Abstract

Complex Craniosynostosis in a patient with Kabuki Syndrome

 

Darisel Ventura Rodriguez, Marla C. Fortoul, Marissa Dallara, Brian Macias Martinez; Mentor: Dr. George Kamel, MD

Dr. Kiran C. Patel College of Allopathic Medicine, Nova Southeastern University, Davie, USA

 

​​Introduction: Kabuki syndrome (KS) is a rare genetic disorder that can affect multiple organ systems of the body. It commonly presents with various abnormalities including growth delays, abnormal facial features, intellectual disability, short stature, and skeletal abnormalities. KS is associated with two mutations, the more common being an autosomal dominant mutation in the KMT2D gene and less frequently an X-linked dominant mutation in the KDM6A gene. This case details a unique occurrence of abnormal head shape and craniosynostosis (CS) in a child with KS. Currently, there are only eight other studies discussing patients with both KS and CS. Furthermore, we introduce the term Complex Craniosynostosis in the presentation of this patient.
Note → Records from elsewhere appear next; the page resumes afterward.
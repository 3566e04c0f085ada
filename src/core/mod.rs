//! core
//!
//! Domain types, storage and actions for rewind.
//!
//! # Modules
//!
//! - [`types`] - Strong types: GroupId, Rating, DeletionDate
//! - [`paths`] - Centralized path routing for rewind storage
//! - [`config`] - Configuration schema and loading
//! - [`metadata`] - Per-file rating sidecar
//! - [`trash`] - Freedesktop-style soft-delete store
//! - [`target`] - The external view actions report to
//! - [`action`] - Reversible actions and their journal encoding
//! - [`ops`] - Durable journals and the history lock
//!
//! # Design Principles
//!
//! - Strong typing rejects invalid ratings and group ids at the boundary
//! - Storage locations come from an explicit [`paths::RewindPaths`] value
//! - Every filesystem effect either completes or leaves nothing behind

pub mod action;
pub mod config;
pub mod metadata;
pub mod ops;
pub mod paths;
pub mod target;
pub mod trash;
pub mod types;
//! engine::verify
//!
//! Read-only reconciliation of the done-stack against the filesystem.
//!
//! An action's effect happens before its record is journaled, so a crash
//! between the two, or outside interference, can leave the journal
//! describing a state the disk is not in. [`verify_history`] reports such
//! drift for the latest recorded effect on each path:
//!
//! - `Trash`: the trash holds an entry for the path and the path is free
//! - `RestoreFromTrash`: the path exists
//! - `SetRating`: the file exists and its sidecar holds the new values
//!
//! # Invariants
//!
//! - Never mutates the filesystem or the journals
//! - Deterministic: issues are reported in done-stack order

use std::collections::HashMap;
use std::path::{Path, PathBuf};

use thiserror::Error;

use crate::core::action::{Action, ActionKind};
use crate::core::metadata::RatingMetadata;
use crate::engine::history::HistoryEngine;

/// A disagreement between the journal and the filesystem.
#[derive(Debug, Clone, PartialEq, Eq, Error)]
pub enum VerifyIssue {
    #[error("{0} is recorded as trashed but has no trash entry")]
    MissingTrashEntry(PathBuf),

    #[error("{0} is recorded as trashed but still exists")]
    StillPresent(PathBuf),

    #[error("{0} is recorded as present but does not exist")]
    MissingFile(PathBuf),

    #[error("{path} rating is {found:?}, journal expects {expected:?}")]
    RatingMismatch {
        path: PathBuf,
        expected: RatingMetadata,
        found: RatingMetadata,
    },

    #[error("could not check {path}: {message}")]
    Unreadable { path: PathBuf, message: String },
}

/// Result of a reconciliation pass.
#[derive(Debug, Clone, PartialEq, Eq)]
pub struct VerifyResult {
    /// Whether no issues were found
    pub ok: bool,
    pub issues: Vec<VerifyIssue>,
}

impl VerifyResult {
    pub fn success() -> Self {
        Self {
            ok: true,
            issues: vec![],
        }
    }

    pub fn from_issues(issues: Vec<VerifyIssue>) -> Self {
        Self {
            ok: issues.is_empty(),
            issues,
        }
    }
}

/// Check the latest recorded effect on every path in the done-stack.
pub fn verify_history(engine: &HistoryEngine) -> VerifyResult {
    let done = engine.done();

    // Index of the last record per path; earlier effects were superseded.
    let mut latest: HashMap<&Path, usize> = HashMap::new();
    for (i, action) in done.iter().enumerate() {
        latest.insert(action.path(), i);
    }

    let issues = done
        .iter()
        .enumerate()
        .filter(|(i, action)| latest.get(action.path()) == Some(i))
        .filter_map(|(_, action)| check(engine, action))
        .collect();

    VerifyResult::from_issues(issues)
}

fn check(engine: &HistoryEngine, action: &Action) -> Option<VerifyIssue> {
    let path = action.path().to_path_buf();
    match action.kind() {
        ActionKind::Trash { .. } => match engine.trash_store().contains(&path) {
            Err(e) => Some(VerifyIssue::Unreadable {
                path,
                message: e.to_string(),
            }),
            Ok(false) => Some(VerifyIssue::MissingTrashEntry(path)),
            Ok(true) if path.exists() => Some(VerifyIssue::StillPresent(path)),
            Ok(true) => None,
        },
        ActionKind::RestoreFromTrash { .. } => {
            (!path.exists()).then_some(VerifyIssue::MissingFile(path))
        }
        ActionKind::SetRating { new, .. } => {
            if !path.exists() {
                return Some(VerifyIssue::MissingFile(path));
            }
            match RatingMetadata::load(&path) {
                Ok(found) if found == *new => None,
                Ok(found) => Some(VerifyIssue::RatingMismatch {
                    path,
                    expected: *new,
                    found,
                }),
                Err(e) => Some(VerifyIssue::Unreadable {
                    path,
                    message: e.to_string(),
                }),
            }
        }
    }
}

#[cfg(test)]
mod tests {
    use super::*;
    use crate::core::paths::RewindPaths;
    use crate::core::target::NullTarget;
    use crate::core::types::{GroupId, Rating};
    use std::fs;
    use tempfile::TempDir;

    fn setup() -> (TempDir, HistoryEngine) {
        let temp = TempDir::new().expect("create temp dir");
        let paths = RewindPaths::new(temp.path().join("data"), temp.path().join("Trash"));
        let engine = HistoryEngine::open(&paths).expect("open engine");
        (temp, engine)
    }

    fn file(temp: &TempDir, name: &str) -> PathBuf {
        let path = temp.path().join(name);
        fs::write(&path, b"x").unwrap();
        path
    }

    #[test]
    fn empty_history_is_ok() {
        let (_temp, engine) = setup();
        assert_eq!(verify_history(&engine), VerifyResult::success());
    }

    #[test]
    fn consistent_history_is_ok() {
        let (temp, mut engine) = setup();
        let a = file(&temp, "a.jpg");
        let b = file(&temp, "b.jpg");
        let rated = RatingMetadata::new(false, Rating::new(5).unwrap());

        engine
            .apply(&mut NullTarget, vec![Action::trash(GroupId::new(), &a)])
            .unwrap();
        engine
            .apply(
                &mut NullTarget,
                vec![Action::set_rating(GroupId::new(), &b, RatingMetadata::default(), rated)],
            )
            .unwrap();

        assert!(verify_history(&engine).ok);
    }

    #[test]
    fn recreated_file_is_reported() {
        let (temp, mut engine) = setup();
        let a = file(&temp, "a.jpg");
        engine
            .apply(&mut NullTarget, vec![Action::trash(GroupId::new(), &a)])
            .unwrap();

        fs::write(&a, b"again").unwrap();

        let result = verify_history(&engine);
        assert!(!result.ok);
        assert_eq!(result.issues, vec![VerifyIssue::StillPresent(a)]);
    }

    #[test]
    fn edited_rating_is_reported() {
        let (temp, mut engine) = setup();
        let a = file(&temp, "a.jpg");
        let rated = RatingMetadata::new(true, Rating::new(1).unwrap());
        engine
            .apply(
                &mut NullTarget,
                vec![Action::set_rating(GroupId::new(), &a, RatingMetadata::default(), rated)],
            )
            .unwrap();

        RatingMetadata::default().save(&a).unwrap();

        let result = verify_history(&engine);
        assert_eq!(
            result.issues,
            vec![VerifyIssue::RatingMismatch {
                path: a,
                expected: rated,
                found: RatingMetadata::default(),
            }]
        );
    }

    #[test]
    fn only_latest_effect_per_path_counts() {
        let (temp, mut engine) = setup();
        let a = file(&temp, "a.jpg");
        engine
            .apply(&mut NullTarget, vec![Action::trash(GroupId::new(), &a)])
            .unwrap();
        engine
            .apply(&mut NullTarget, vec![Action::restore(GroupId::new(), &a)])
            .unwrap();

        assert!(verify_history(&engine).ok);
    }

    #[test]
    fn purged_trash_entry_is_reported() {
        let (temp, mut engine) = setup();
        let a = file(&temp, "a.jpg");
        engine
            .apply(&mut NullTarget, vec![Action::trash(GroupId::new(), &a)])
            .unwrap();

        let item = engine.trash_store().find_latest(&a).unwrap().unwrap();
        fs::remove_file(&item.info_path).unwrap();
        fs::remove_file(&item.content_path).unwrap();

        assert_eq!(
            verify_history(&engine).issues,
            vec![VerifyIssue::MissingTrashEntry(a)]
        );
    }
}
//! Property-based tests for the journal and the history engine.
//!
//! These tests use proptest to check that the undo/redo laws hold for
//! randomly shaped histories.

use std::fs;
use std::path::PathBuf;

use proptest::prelude::*;
use tempfile::TempDir;

use rewind::core::action::Action;
use rewind::core::metadata::RatingMetadata;
use rewind::core::ops::journal::Journal;
use rewind::core::paths::RewindPaths;
use rewind::core::target::NullTarget;
use rewind::core::types::{GroupId, Rating};
use rewind::engine::history::HistoryEngine;

/// One planned action; files are created fresh for each case.
#[derive(Debug, Clone)]
enum Step {
    Trash,
    Rate { rejected: bool, rating: u8 },
}

fn step() -> impl Strategy<Value = Step> {
    prop_oneof![
        Just(Step::Trash),
        (any::<bool>(), 0u8..=Rating::MAX).prop_map(|(rejected, rating)| Step::Rate { rejected, rating }),
    ]
}

/// Groups of one to three steps.
fn history() -> impl Strategy<Value = Vec<Vec<Step>>> {
    prop::collection::vec(prop::collection::vec(step(), 1..4), 1..6)
}

fn build_group(dir: &TempDir, index: usize, steps: &[Step]) -> Vec<Action> {
    let group = GroupId::new();
    steps
        .iter()
        .enumerate()
        .map(|(i, step)| {
            let path: PathBuf = dir.path().join(format!("photos/{index}-{i}.jpg"));
            fs::write(&path, format!("{index}-{i}")).expect("write photo");
            match step {
                Step::Trash => Action::trash(group.clone(), path),
                Step::Rate { rejected, rating } => Action::set_rating(
                    group.clone(),
                    path,
                    RatingMetadata::default(),
                    RatingMetadata::new(*rejected, Rating::new(*rating).expect("valid rating")),
                ),
            }
        })
        .collect()
}

proptest! {
    #![proptest_config(ProptestConfig::with_cases(32))]

    /// n undos followed by n redos restore the done-stack exactly.
    #[test]
    fn undo_then_redo_restores_done_stack(groups in history(), undos in 0usize..8) {
        let dir = TempDir::new().expect("create temp dir");
        fs::create_dir_all(dir.path().join("photos")).expect("create photo dir");
        let paths = RewindPaths::new(dir.path().join("data"), dir.path().join("Trash"));
        let mut engine = HistoryEngine::open(&paths).expect("open engine");

        for (index, steps) in groups.iter().enumerate() {
            let actions = build_group(&dir, index, steps);
            engine.apply(&mut NullTarget, actions).expect("apply");
        }
        let before = engine.done().to_vec();

        let n = undos.min(groups.len());
        for _ in 0..n {
            prop_assert!(engine.undo(&mut NullTarget).expect("undo").is_some());
        }
        for _ in 0..n {
            prop_assert!(engine.redo(&mut NullTarget).expect("redo").is_some());
        }

        prop_assert_eq!(engine.done(), before.as_slice());
        prop_assert!(engine.undone().is_empty());
    }

    /// Every record sits on exactly one stack after any number of undos.
    #[test]
    fn stacks_partition_the_records(groups in history(), undos in 0usize..8) {
        let dir = TempDir::new().expect("create temp dir");
        fs::create_dir_all(dir.path().join("photos")).expect("create photo dir");
        let paths = RewindPaths::new(dir.path().join("data"), dir.path().join("Trash"));
        let mut engine = HistoryEngine::open(&paths).expect("open engine");

        let mut total = 0;
        for (index, steps) in groups.iter().enumerate() {
            total += steps.len();
            let actions = build_group(&dir, index, steps);
            engine.apply(&mut NullTarget, actions).expect("apply");
        }

        for _ in 0..undos {
            engine.undo(&mut NullTarget).expect("undo");
        }

        prop_assert_eq!(engine.done().len() + engine.undone().len(), total);
        for record in engine.undone() {
            prop_assert!(!engine.done().contains(record));
        }
    }

    /// Reopening a journal after appends and pops reproduces its records.
    #[test]
    fn journal_reload_matches_memory(
        ops in prop::collection::vec(prop::option::of(0u8..=Rating::MAX), 1..40),
    ) {
        let dir = TempDir::new().expect("create temp dir");
        let path = dir.path().join("history.jsonl");
        let mut journal = Journal::open(&path).expect("open journal");

        // Some(rating) appends a record, None pops the last one.
        for (i, op) in ops.iter().enumerate() {
            match op {
                Some(rating) => {
                    let action = Action::set_rating(
                        GroupId::from_string(format!("g{}", i % 3)).expect("valid group id"),
                        format!("/photos/{i}.jpg"),
                        RatingMetadata::default(),
                        RatingMetadata::new(false, Rating::new(*rating).expect("valid rating")),
                    );
                    journal.append(action).expect("append");
                }
                None => {
                    journal.pop(None).expect("pop");
                }
            }
        }

        let expected = journal.records().to_vec();
        drop(journal);

        let reopened = Journal::open(&path).expect("reopen journal");
        prop_assert_eq!(reopened.records(), expected.as_slice());
    }
}
impl TrashStore {
    /// Open the trash rooted at `paths.trash_dir`, creating the storage
    /// layout if needed.
    pub fn open(paths: &RewindPaths) -> Result<Self, TrashError> {
        paths
            .ensure_dirs()
            .map_err(|e| TrashError::io(paths.trash_dir(), e))?;
        Ok(Self {
            info_dir: paths.trash_info_dir(),
            files_dir: paths.trash_files_dir(),
        })
    }

    pub fn info_dir(&self) -> &Path {
        &self.info_dir
    }

    pub fn files_dir(&self) -> &Path {
        &self.files_dir
    }

    fn info_path(&self, name: &str) -> PathBuf {
        self.info_dir
            .join(format!("{}.{}", name, TRASHINFO_EXTENSION))
    }

    /// Move `path` into the trash under a collision-free name and write
    /// its sidecar.
    ///
    /// # Errors
    ///
    /// - [`TrashError::NotFound`] if `path` does not exist
    /// - [`TrashError::CrossDevice`] if the trash is on another filesystem
    /// - [`TrashError::Io`] for any other failure
    ///
    /// On error no sidecar or content entry is left behind.
    pub fn trash(&self, path: &Path) -> Result<TrashedItem, TrashError> {
        let source = absolute_utf8(path)?;
        if !exists_no_follow(&source) {
            return Err(TrashError::NotFound(source));
        }

        let base = source
            .file_name()
            .and_then(|n| n.to_str())
            .ok_or_else(|| TrashError::InvalidPath(source.display().to_string()))?
            .to_string();

        let info = TrashInfo {
            path: source.clone(),
            deletion_date: DeletionDate::now(),
        };

        let mut n: u64 = 0;
        loop {
            let name = candidate_name(&base, n);
            n += 1;

            let info_path = self.info_path(&name);
            let content_path = self.files_dir.join(&name);

            // Claim the name by creating the sidecar exclusively.
            let mut file = match OpenOptions::new()
                .write(true)
                .create_new(true)
                .open(&info_path)
            {
                Ok(file) => file,
                Err(e) if e.kind() == ErrorKind::AlreadyExists => continue,
                Err(e) => return Err(TrashError::io(&info_path, e)),
            };

            if exists_no_follow(&content_path) {
                drop(file);
                fs::remove_file(&info_path).map_err(|e| TrashError::io(&info_path, e))?;
                continue;
            }

            let written = file
                .write_all(info.render().as_bytes())
                .and_then(|()| file.sync_all());
            drop(file);
            if let Err(e) = written {
                discard_sidecar(&info_path);
                return Err(TrashError::io(&info_path, e));
            }

            if let Err(e) = fs::rename(&source, &content_path) {
                discard_sidecar(&info_path);
                return Err(TrashError::rename(&source, &content_path, e));
            }

            debug!(name = %name, path = %source.display(), "trashed");
            return Ok(TrashedItem {
                name,
                info,
                info_path,
                content_path,
            });
        }
    }

    /// Move the most recently trashed copy of `path` back to `path` and
    /// delete its sidecar.
    ///
    /// Among several sidecars recording the same original path, the one
    /// with the latest deletion date wins; equal dates fall back to the
    /// larger collision index.
    ///
    /// # Errors
    ///
    /// - [`TrashError::NoTrashedItem`] if nothing in the trash records `path`
    /// - [`TrashError::DestinationExists`] if `path` is occupied
    /// - [`TrashError::CrossDevice`] / [`TrashError::Io`] if the move fails
    /// - [`TrashError::RollbackFailed`] if the sidecar could not be removed
    ///   and the content could not be moved back either
    pub fn restore(&self, path: &Path) -> Result<TrashedItem, TrashError> {
        let target = absolute_utf8(path)?;
        let item = self
            .find_latest(&target)?
            .ok_or_else(|| TrashError::NoTrashedItem(target.clone()))?;

        if exists_no_follow(&target) {
            return Err(TrashError::DestinationExists(target));
        }

        if let Some(parent) = target.parent() {
            fs::create_dir_all(parent).map_err(|e| TrashError::io(parent, e))?;
        }

        fs::rename(&item.content_path, &target)
            .map_err(|e| TrashError::rename(&item.content_path, &target, e))?;

        if let Err(remove_err) = fs::remove_file(&item.info_path) {
            // Put the content back so the sidecar is not orphaned.
            return match fs::rename(&target, &item.content_path) {
                Ok(()) => Err(TrashError::io(&item.info_path, remove_err)),
                Err(back_err) => Err(TrashError::RollbackFailed {
                    path: target,
                    message: format!(
                        "removing sidecar failed ({}), moving content back failed ({})",
                        remove_err, back_err
                    ),
                }),
            };
        }

        debug!(name = %item.name, path = %target.display(), "restored");
        Ok(item)
    }

    /// List every valid item in the trash.
    ///
    /// Sidecars that cannot be read or parsed, or whose content entry is
    /// missing, are skipped with a warning.
    pub fn list(&self) -> Result<Vec<TrashedItem>, TrashError> {
        let entries = fs::read_dir(&self.info_dir).map_err(|e| TrashError::io(&self.info_dir, e))?;

        let mut items = Vec::new();
        for entry in entries {
            let entry = entry.map_err(|e| TrashError::io(&self.info_dir, e))?;
            let info_path = entry.path();

            if info_path.extension().and_then(|e| e.to_str()) != Some(TRASHINFO_EXTENSION) {
                continue;
            }
            let Some(name) = info_path.file_stem().and_then(|s| s.to_str()) else {
                warn!(path = %info_path.display(), "skipping trashinfo with non UTF-8 name");
                continue;
            };

            let text = match fs::read_to_string(&info_path) {
                Ok(text) => text,
                Err(e) => {
                    warn!(path = %info_path.display(), error = %e, "skipping unreadable trashinfo");
                    continue;
                }
            };

            let info = match TrashInfo::parse(&text) {
                Ok(info) => info,
                Err(message) => {
                    warn!(path = %info_path.display(), %message, "skipping invalid trashinfo");
                    continue;
                }
            };

            let content_path = self.files_dir.join(name);
            if !exists_no_follow(&content_path) {
                warn!(path = %content_path.display(), "trashed content does not exist");
                continue;
            }

            items.push(TrashedItem {
                name: name.to_string(),
                info,
                info_path,
                content_path,
            });
        }

        Ok(items)
    }

    /// Find the entry a restore of `path` would pick.
    pub fn find_latest(&self, path: &Path) -> Result<Option<TrashedItem>, TrashError> {
        let target = absolute_utf8(path)?;
        Ok(self
            .list()?
            .into_iter()
            .filter(|item| item.info.path == target)
            .max_by_key(|item| (item.info.deletion_date, item.collision_index())))
    }

    /// Check whether any trashed item records `path`.
    pub fn contains(&self, path: &Path) -> Result<bool, TrashError> {
        Ok(self.find_latest(path)?.is_some())
    }
}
This case report could have implications for the underdiagnosis of CS in patients with KS.

 

Methods: We described a 12-month-old male child with KS showing signs of posterior plagiocephaly and microcephaly who after a Head Computed Tomography is found to have metopic and sagittal synostosis.  The patient is treated for craniosynostosis using a cranial vault reconstruction approach. In three months, the patient was placed on helmet therapy to correct his head asymmetry.

 

Outcomes: Our findings show head asymmetry correction following cranial vault reconstruction surgery and orthostatic helmet therapy.

 

Discussion: Our case report points towards a correlation of CS among KS patients which might suggest underdiagnosis of CS among these patients. X-rays or CT scans should be administered to patients with KS and microcephaly regardless of head symmetry. Lastly, patients with plagiocephaly benefit from adjuvant orthostatic treatment as seen in our patient.